= WHAT YOU NEED TO DO =
Which lines in the data below contain the word "derive"? Copy each of them.

--- LISTED RECORDS Enclosed Below ---

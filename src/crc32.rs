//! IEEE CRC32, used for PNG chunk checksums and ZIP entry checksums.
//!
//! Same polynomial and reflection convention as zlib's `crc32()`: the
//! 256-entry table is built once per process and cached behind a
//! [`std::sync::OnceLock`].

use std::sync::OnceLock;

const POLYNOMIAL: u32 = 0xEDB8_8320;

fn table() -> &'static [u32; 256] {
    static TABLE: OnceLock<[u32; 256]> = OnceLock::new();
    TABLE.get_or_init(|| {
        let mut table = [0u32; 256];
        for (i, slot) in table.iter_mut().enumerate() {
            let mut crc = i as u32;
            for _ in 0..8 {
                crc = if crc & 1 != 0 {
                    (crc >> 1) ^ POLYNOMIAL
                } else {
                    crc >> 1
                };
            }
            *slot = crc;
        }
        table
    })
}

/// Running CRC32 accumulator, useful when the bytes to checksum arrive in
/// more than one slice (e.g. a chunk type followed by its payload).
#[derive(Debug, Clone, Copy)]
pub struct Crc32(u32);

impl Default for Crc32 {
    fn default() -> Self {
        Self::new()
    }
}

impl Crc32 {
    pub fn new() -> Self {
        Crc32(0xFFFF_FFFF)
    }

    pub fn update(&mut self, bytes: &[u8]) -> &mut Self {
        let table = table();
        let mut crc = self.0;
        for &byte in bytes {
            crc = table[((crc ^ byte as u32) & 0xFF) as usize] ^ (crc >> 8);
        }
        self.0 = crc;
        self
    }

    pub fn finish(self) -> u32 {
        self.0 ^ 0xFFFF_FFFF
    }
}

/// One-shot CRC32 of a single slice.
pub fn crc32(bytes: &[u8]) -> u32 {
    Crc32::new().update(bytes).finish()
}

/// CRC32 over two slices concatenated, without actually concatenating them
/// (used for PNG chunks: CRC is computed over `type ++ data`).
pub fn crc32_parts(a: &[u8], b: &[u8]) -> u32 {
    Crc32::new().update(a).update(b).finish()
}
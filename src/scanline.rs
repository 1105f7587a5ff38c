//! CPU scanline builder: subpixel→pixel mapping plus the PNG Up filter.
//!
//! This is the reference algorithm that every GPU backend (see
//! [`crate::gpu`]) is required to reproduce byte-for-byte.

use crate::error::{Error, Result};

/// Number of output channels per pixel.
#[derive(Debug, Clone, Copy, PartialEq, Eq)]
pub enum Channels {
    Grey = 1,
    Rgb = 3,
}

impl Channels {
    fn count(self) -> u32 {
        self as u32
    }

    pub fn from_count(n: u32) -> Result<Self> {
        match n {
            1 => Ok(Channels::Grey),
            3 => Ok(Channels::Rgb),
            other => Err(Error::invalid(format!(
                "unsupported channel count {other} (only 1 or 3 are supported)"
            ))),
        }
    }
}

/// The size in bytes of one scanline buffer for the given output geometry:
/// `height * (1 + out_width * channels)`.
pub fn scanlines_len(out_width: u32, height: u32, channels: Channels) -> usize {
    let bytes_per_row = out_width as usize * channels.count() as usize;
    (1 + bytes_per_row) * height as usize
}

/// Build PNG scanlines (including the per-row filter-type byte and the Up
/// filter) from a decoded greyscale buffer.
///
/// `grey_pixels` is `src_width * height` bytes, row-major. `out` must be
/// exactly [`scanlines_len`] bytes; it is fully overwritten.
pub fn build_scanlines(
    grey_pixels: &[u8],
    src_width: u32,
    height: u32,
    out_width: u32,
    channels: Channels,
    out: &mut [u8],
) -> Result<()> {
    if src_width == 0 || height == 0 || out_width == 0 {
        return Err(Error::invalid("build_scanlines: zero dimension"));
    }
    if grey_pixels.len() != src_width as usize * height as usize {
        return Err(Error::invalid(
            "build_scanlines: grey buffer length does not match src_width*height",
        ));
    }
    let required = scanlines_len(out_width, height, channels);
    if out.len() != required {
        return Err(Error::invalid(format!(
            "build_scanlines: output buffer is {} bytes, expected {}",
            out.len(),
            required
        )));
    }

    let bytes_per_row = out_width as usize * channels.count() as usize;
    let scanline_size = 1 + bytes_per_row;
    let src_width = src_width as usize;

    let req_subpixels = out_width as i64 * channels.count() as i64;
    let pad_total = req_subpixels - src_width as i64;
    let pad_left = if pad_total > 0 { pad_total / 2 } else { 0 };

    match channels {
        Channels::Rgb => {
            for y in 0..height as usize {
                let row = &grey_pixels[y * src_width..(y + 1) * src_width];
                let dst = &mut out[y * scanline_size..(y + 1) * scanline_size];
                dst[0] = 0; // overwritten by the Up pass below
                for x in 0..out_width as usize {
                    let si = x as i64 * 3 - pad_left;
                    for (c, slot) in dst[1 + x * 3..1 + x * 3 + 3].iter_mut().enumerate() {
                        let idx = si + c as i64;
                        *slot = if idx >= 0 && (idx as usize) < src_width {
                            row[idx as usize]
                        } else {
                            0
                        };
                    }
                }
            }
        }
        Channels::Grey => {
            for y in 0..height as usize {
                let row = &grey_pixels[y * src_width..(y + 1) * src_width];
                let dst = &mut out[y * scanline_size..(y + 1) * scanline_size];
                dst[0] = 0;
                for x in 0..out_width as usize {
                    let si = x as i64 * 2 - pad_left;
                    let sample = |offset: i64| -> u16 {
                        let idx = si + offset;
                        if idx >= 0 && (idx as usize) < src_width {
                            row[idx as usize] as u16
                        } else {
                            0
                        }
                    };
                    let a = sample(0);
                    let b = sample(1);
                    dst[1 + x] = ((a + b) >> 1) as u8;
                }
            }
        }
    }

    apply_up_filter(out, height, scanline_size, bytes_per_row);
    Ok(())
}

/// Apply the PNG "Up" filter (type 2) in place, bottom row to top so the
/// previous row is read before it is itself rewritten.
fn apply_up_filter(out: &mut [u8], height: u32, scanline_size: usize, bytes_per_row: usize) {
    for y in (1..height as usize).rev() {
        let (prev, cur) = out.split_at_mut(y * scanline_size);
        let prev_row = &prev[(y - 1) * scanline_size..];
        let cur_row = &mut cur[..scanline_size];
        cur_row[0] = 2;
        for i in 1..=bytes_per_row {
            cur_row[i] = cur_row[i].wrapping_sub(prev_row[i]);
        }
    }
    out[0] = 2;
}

--- End of Enclosed LISTED RECORDS ---
--- LISTED RECORDS Enclosed Below ---

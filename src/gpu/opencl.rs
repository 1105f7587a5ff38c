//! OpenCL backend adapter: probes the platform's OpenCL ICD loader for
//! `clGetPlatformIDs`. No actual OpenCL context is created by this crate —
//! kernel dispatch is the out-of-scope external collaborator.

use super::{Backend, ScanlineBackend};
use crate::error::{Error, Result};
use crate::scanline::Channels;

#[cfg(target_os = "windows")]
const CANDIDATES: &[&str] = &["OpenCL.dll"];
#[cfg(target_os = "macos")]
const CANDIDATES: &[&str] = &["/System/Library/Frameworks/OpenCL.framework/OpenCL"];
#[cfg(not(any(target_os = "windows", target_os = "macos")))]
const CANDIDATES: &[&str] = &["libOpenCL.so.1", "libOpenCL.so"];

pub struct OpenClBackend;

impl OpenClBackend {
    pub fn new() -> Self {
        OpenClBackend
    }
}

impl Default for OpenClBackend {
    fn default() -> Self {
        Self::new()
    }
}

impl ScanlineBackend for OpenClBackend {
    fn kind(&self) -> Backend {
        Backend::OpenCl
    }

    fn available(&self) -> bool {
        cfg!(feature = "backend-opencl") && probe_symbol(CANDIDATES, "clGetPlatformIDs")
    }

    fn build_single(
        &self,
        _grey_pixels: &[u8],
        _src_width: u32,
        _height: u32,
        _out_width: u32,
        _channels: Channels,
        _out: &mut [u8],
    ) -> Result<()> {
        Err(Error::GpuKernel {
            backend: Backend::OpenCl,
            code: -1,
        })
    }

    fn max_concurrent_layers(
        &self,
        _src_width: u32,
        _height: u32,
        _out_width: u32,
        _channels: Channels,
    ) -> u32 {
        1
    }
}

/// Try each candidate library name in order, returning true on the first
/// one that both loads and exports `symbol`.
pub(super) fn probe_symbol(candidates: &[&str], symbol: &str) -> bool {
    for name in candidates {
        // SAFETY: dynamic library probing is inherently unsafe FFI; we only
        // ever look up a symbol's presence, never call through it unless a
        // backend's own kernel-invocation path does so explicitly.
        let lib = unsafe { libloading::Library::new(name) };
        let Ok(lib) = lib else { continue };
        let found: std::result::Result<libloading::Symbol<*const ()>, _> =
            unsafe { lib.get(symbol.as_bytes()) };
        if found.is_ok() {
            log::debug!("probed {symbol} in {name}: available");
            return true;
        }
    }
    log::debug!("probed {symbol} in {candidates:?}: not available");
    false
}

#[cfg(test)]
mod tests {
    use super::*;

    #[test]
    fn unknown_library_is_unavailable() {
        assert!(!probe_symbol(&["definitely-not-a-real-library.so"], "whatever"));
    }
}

--- End of Enclosed LISTED RECORDS ---

= RESULT OF THIS TASK =
#[derive(Debug, Clone, Copy)]
#[derive(Debug, Clone, Copy, PartialEq, Eq)]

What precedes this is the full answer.